If we have to allow variable width operands for these, it doesn't really help AArch64 that much. We have to match the constant pattern to a target specific opcode, and then lower the rest of these to shifts by default. I can see the benefit of AMDGPU, but with variable extracts this just puts us back where we started for AArch64.

Would a allowsVariableWidthExtracts hook of some sort help? Then we could match the constants-only pattern in AArch64, but allow other targets to have variable-width operands.

I think something like this would work post-legalization:

// We'd need these functions...
if (isBeforeLegalizer() || !isLegal(...))
  return false;

Register LshrLHS, LshrRHS;
int64_t Mask;
if (!mi_match(Reg, MRI,
              m_GAnd(m_GLShr(m_Reg(LshrLHS), m_Reg(LshrRHS)), m_ICst(Mask))))
  return false;
if (/*Mask isn't a mask...*/)
  return false;

if (TLI.allowsRegisterExtractOps(/*...*/)) {
  // ... Do stuff ...
  return true;
}

// Need immediates for LSB + width.
int64_t LshrImm;
if (!mi_match(LshrRHS, MRI, m_ICst(LshrImm)))
  return false;

// ... Do stuff ...
return true;

I think something like this would work post-legalization:

// We'd need these functions...
if (isBeforeLegalizer() || !isLegal(...))
  return false;

Register LshrLHS, LshrRHS;
int64_t Mask;
if (!mi_match(Reg, MRI,
              m_GAnd(m_GLShr(m_Reg(LshrLHS), m_Reg(LshrRHS)), m_ICst(Mask))))
  return false;
if (/*Mask isn't a mask...*/)
  return false;

if (TLI.allowsRegisterExtractOps(/*...*/)) {
  // ... Do stuff ...
  return true;
}

// Need immediates for LSB + width.
int64_t LshrImm;
if (!mi_match(LshrRHS, MRI, m_ICst(LshrImm)))
  return false;

// ... Do stuff ...
return true;

So we form these post-legalize only if we can see that the sources are constant for arm64. Sounds reasonable to me. @arsenm that ok for AMDGPU?

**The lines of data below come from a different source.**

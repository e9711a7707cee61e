//! Per-character combat state machine.
//!
//! A [`Character`] couples its combat state to the animation of that state's
//! sprite strip. Entering a state loads a countdown (`remaining`) that is
//! decremented once per animation frame; reaching zero means the action is
//! complete. The battle coordinator reads those countdowns to resolve hits,
//! promote deaths and revert characters to Idle.
//!
//! ```text
//! Idle ⇄ Attack → Idle
//! Idle / Attack / Walk → Hurt → Idle
//! Hurt → Death        (only when hp == 0 and the hurt countdown is spent)
//! ```
mod state;

pub use state::{CombatState, FrameTable};

use std::fmt;

use crate::animation::{frame_index, is_frame_boundary};
use crate::assets::{CellSize, CharacterId, SpriteSheet};
use crate::clock::Tick;

/// Render placement in logical arena pixels.
#[derive(Clone, Copy, Debug, Default, PartialEq)]
#[cfg_attr(feature = "serde", derive(serde::Serialize, serde::Deserialize))]
pub struct Position {
    pub x: f32,
    pub y: f32,
}

impl Position {
    pub const ORIGIN: Self = Self { x: 0.0, y: 0.0 };

    pub const fn new(x: f32, y: f32) -> Self {
        Self { x, y }
    }
}

/// Which side of the arena a character fights on.
#[derive(Clone, Copy, Debug, PartialEq, Eq, Hash)]
#[cfg_attr(feature = "serde", derive(serde::Serialize, serde::Deserialize))]
pub enum Side {
    /// Driven by the keyboard.
    Player,
    /// Computer controlled; idles until hit.
    Opponent,
}

impl Side {
    /// The opponent faces left, so its sprites are flipped horizontally.
    pub fn is_mirrored(self) -> bool {
        matches!(self, Side::Opponent)
    }
}

impl fmt::Display for Side {
    fn fmt(&self, f: &mut fmt::Formatter<'_>) -> fmt::Result {
        match self {
            Side::Player => f.write_str("player"),
            Side::Opponent => f.write_str("opponent"),
        }
    }
}

/// Starting numbers for a freshly spawned character.
#[derive(Clone, Copy, Debug, PartialEq, Eq)]
#[cfg_attr(feature = "serde", derive(serde::Serialize, serde::Deserialize))]
pub struct CharacterStats {
    pub max_hp: u32,
    pub attack_power: u32,
}

impl CharacterStats {
    pub const fn new(max_hp: u32, attack_power: u32) -> Self {
        Self {
            max_hp,
            attack_power,
        }
    }
}

/// Animation bookkeeping for the current combat state.
#[derive(Clone, Copy, Debug, PartialEq, Eq)]
pub struct AnimationState {
    /// Strip length per state.
    pub frames: FrameTable,
    /// Tick at which the current state was entered.
    pub started_at: Tick,
    /// Frames left before the current action is complete. Never negative.
    pub remaining: u32,
    last_advanced: Option<Tick>,
}

impl AnimationState {
    fn new(frames: FrameTable, started_at: Tick) -> Self {
        Self {
            frames,
            started_at,
            remaining: 0,
            last_advanced: None,
        }
    }
}

/// One fighter: health, combat state and the animation driving it.
#[derive(Clone, Debug, PartialEq)]
pub struct Character {
    id: CharacterId,
    side: Side,
    cell: CellSize,
    max_hp: u32,
    remaining_hp: u32,
    alive: bool,
    attack_power: u32,
    position: Position,
    state: CombatState,
    animation: AnimationState,
}

impl Character {
    /// Spawns a character in Idle at full health.
    pub fn new(
        sheet: SpriteSheet,
        side: Side,
        stats: CharacterStats,
        position: Position,
        spawned_at: Tick,
    ) -> Self {
        Self {
            id: sheet.id,
            side,
            cell: sheet.cell,
            max_hp: stats.max_hp,
            remaining_hp: stats.max_hp,
            alive: true,
            attack_power: stats.attack_power,
            position,
            state: CombatState::Idle,
            animation: AnimationState::new(sheet.frames, spawned_at),
        }
    }

    // ===== transitions =====

    /// Enters `state` at `tick` and loads its countdown.
    ///
    /// Re-entering the current state restarts it.
    pub fn change_state(&mut self, state: CombatState, tick: Tick) {
        self.state = state;
        self.animation.started_at = tick;
        self.animation.remaining = state.countdown(&self.animation.frames);
    }

    /// Returns to the resting state. The countdown is left untouched.
    pub fn idle(&mut self, tick: Tick) {
        self.state = CombatState::Idle;
        self.animation.started_at = tick;
    }

    pub fn start_attack(&mut self, tick: Tick) {
        self.change_state(CombatState::Attack, tick);
    }

    /// Enters Hurt, then removes `amount` HP (clamped at zero).
    ///
    /// Returns the HP left after the hit.
    pub fn take_damage(&mut self, tick: Tick, amount: u32) -> u32 {
        self.change_state(CombatState::Hurt, tick);
        self.remaining_hp = self.remaining_hp.saturating_sub(amount);
        self.remaining_hp
    }

    /// Per-tick countdown step.
    ///
    /// Decrements `remaining` by one on frame boundaries of a non-Idle state.
    /// Calling it more than once for the same tick has no further effect.
    /// Returns true if the countdown moved.
    pub fn advance(&mut self, tick: Tick) -> bool {
        if self.state == CombatState::Idle || self.animation.last_advanced == Some(tick) {
            return false;
        }
        self.animation.last_advanced = Some(tick);

        if self.animation.remaining == 0 || !is_frame_boundary(tick, self.animation.started_at) {
            return false;
        }
        self.animation.remaining -= 1;
        true
    }

    /// Frame of the current strip to show at `tick`.
    ///
    /// Reaching the last Death frame latches the character as dead; from then
    /// on the last Death frame is returned forever.
    pub fn current_frame_index(&mut self, tick: Tick) -> u32 {
        let frame = self.displayed_frame(tick);
        if self.alive
            && self.state == CombatState::Death
            && frame == self.animation.frames.last_frame(CombatState::Death)
        {
            self.alive = false;
            tracing::debug!(side = %self.side, character = %self.id, %tick, "death animation complete");
        }
        frame
    }

    /// Same as [`Character::current_frame_index`] without latching.
    pub fn displayed_frame(&self, tick: Tick) -> u32 {
        if !self.alive {
            return self.animation.frames.last_frame(CombatState::Death);
        }
        frame_index(
            tick,
            self.animation.started_at,
            self.animation.frames.get(self.state),
        )
    }

    // ===== queries =====

    pub fn id(&self) -> &CharacterId {
        &self.id
    }

    pub fn side(&self) -> Side {
        self.side
    }

    pub fn is_mirrored(&self) -> bool {
        self.side.is_mirrored()
    }

    pub fn cell(&self) -> CellSize {
        self.cell
    }

    pub fn max_hp(&self) -> u32 {
        self.max_hp
    }

    pub fn remaining_hp(&self) -> u32 {
        self.remaining_hp
    }

    pub fn is_alive(&self) -> bool {
        self.alive
    }

    pub fn attack_power(&self) -> u32 {
        self.attack_power
    }

    pub fn position(&self) -> Position {
        self.position
    }

    pub fn state(&self) -> CombatState {
        self.state
    }

    pub fn animation(&self) -> &AnimationState {
        &self.animation
    }

    pub fn remaining_ticks(&self) -> u32 {
        self.animation.remaining
    }

    pub fn state_started_at(&self) -> Tick {
        self.animation.started_at
    }

    /// The current action has played out (and the state has one to finish).
    pub fn action_finished(&self) -> bool {
        self.state.reverts_to_idle() && self.animation.remaining == 0
    }
}

#[cfg(test)]
mod tests {
    use super::*;
    use crate::animation::TICKS_PER_FRAME;

    fn fighter(side: Side) -> Character {
        Character::new(
            SpriteSheet::standard(CharacterId::new("cat1")),
            side,
            CharacterStats::new(100, 50),
            Position::ORIGIN,
            Tick::ZERO,
        )
    }

    /// Runs the countdown until the current action finishes; returns the tick reached.
    fn play_out(character: &mut Character, mut tick: Tick) -> Tick {
        loop {
            character.advance(tick);
            if character.remaining_ticks() == 0 {
                return tick;
            }
            tick = tick + 1;
        }
    }

    #[test]
    fn spawns_idle_at_full_health() {
        let character = fighter(Side::Player);
        assert_eq!(character.state(), CombatState::Idle);
        assert_eq!(character.remaining_hp(), 100);
        assert!(character.is_alive());
        assert!(!character.is_mirrored());
        assert!(fighter(Side::Opponent).is_mirrored());
    }

    #[test]
    fn take_damage_enters_hurt_with_doubled_countdown() {
        let mut character = fighter(Side::Opponent);
        let left = character.take_damage(Tick(7), 30);

        assert_eq!(left, 70);
        assert_eq!(character.state(), CombatState::Hurt);
        assert_eq!(character.remaining_ticks(), 4);
        assert_eq!(character.state_started_at(), Tick(7));
    }

    #[test]
    fn damage_clamps_at_zero_and_never_heals() {
        let mut character = fighter(Side::Opponent);
        character.take_damage(Tick(1), 90);
        assert_eq!(character.remaining_hp(), 10);

        character.take_damage(Tick(2), 999);
        assert_eq!(character.remaining_hp(), 0);

        character.take_damage(Tick(3), 0);
        assert_eq!(character.remaining_hp(), 0);
    }

    #[test]
    fn idle_keeps_countdown() {
        let mut character = fighter(Side::Player);
        character.start_attack(Tick(10));
        character.advance(Tick(10));
        assert_eq!(character.remaining_ticks(), 3);

        character.idle(Tick(12));
        assert_eq!(character.state(), CombatState::Idle);
        assert_eq!(character.state_started_at(), Tick(12));
        assert_eq!(character.remaining_ticks(), 3);
    }

    #[test]
    fn advance_decrements_only_on_frame_boundaries() {
        let mut character = fighter(Side::Player);
        character.start_attack(Tick(10));

        assert!(character.advance(Tick(10)));
        for offset in 1..TICKS_PER_FRAME {
            assert!(!character.advance(Tick(10) + offset));
        }
        assert!(character.advance(Tick(18)));
        assert_eq!(character.remaining_ticks(), 2);
    }

    #[test]
    fn advance_runs_once_per_tick() {
        let mut character = fighter(Side::Player);
        character.start_attack(Tick(0));
        assert!(character.advance(Tick(0)));
        assert!(!character.advance(Tick(0)));
        assert_eq!(character.remaining_ticks(), 3);
    }

    #[test]
    fn attack_countdown_spans_three_full_frames() {
        let mut character = fighter(Side::Player);
        character.start_attack(Tick(5));
        let finished = play_out(&mut character, Tick(5));
        assert_eq!(finished, Tick(5) + 3 * TICKS_PER_FRAME);
        assert!(character.action_finished());
    }

    #[test]
    fn idle_has_no_spontaneous_exit() {
        let mut character = fighter(Side::Player);
        for tick in 0..200 {
            character.advance(Tick(tick));
            character.current_frame_index(Tick(tick));
        }
        assert_eq!(character.state(), CombatState::Idle);
        assert!(!character.action_finished());
    }

    #[test]
    fn death_latches_on_last_frame_and_freezes() {
        let mut character = fighter(Side::Opponent);
        character.take_damage(Tick(0), 100);
        character.change_state(CombatState::Death, Tick(40));
        assert_eq!(character.remaining_ticks(), 0);

        assert_eq!(character.current_frame_index(Tick(40)), 0);
        assert_eq!(character.current_frame_index(Tick(63)), 2);
        assert!(character.is_alive());

        assert_eq!(character.current_frame_index(Tick(64)), 3);
        assert!(!character.is_alive());

        // Past the wrap point the strip would restart, but the latch holds.
        for tick in 72..300 {
            assert_eq!(character.current_frame_index(Tick(tick)), 3);
            assert!(!character.is_alive());
        }
    }

    #[test]
    fn displayed_frame_does_not_latch() {
        let mut character = fighter(Side::Opponent);
        character.change_state(CombatState::Death, Tick(0));
        assert_eq!(character.displayed_frame(Tick(24)), 3);
        assert!(character.is_alive());
    }
}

If we have to allow variable width operands for these, it doesn't really help AArch64 that much. We have to match the constant pattern to a target specific opcode, and then lower the rest of these to shifts by default. I can see the benefit of AMDGPU, but with variable extracts this just puts us back where we started for AArch64.

I think something like this would work post-legalization:

// We'd need these functions...
if (isBeforeLegalizer() || !isLegal(...))
  return false;

Register LshrLHS, LshrRHS;
int64_t Mask;
if (!mi_match(Reg, MRI,
              m_GAnd(m_GLShr(m_Reg(LshrLHS), m_Reg(LshrRHS)), m_ICst(Mask))))
  return false;
if (/*Mask isn't a mask...*/)
  return false;

if (TLI.allowsRegisterExtractOps(/*...*/)) {
  // ... Do stuff ...
  return true;
}

// Need immediates for LSB + width.
int64_t LshrImm;
if (!mi_match(LshrRHS, MRI, m_ICst(LshrImm)))
  return false;

// ... Do stuff ...
return true;

So we form these post-legalize only if we can see that the sources are constant for arm64. Sounds reasonable to me. @arsenm that ok for AMDGPU?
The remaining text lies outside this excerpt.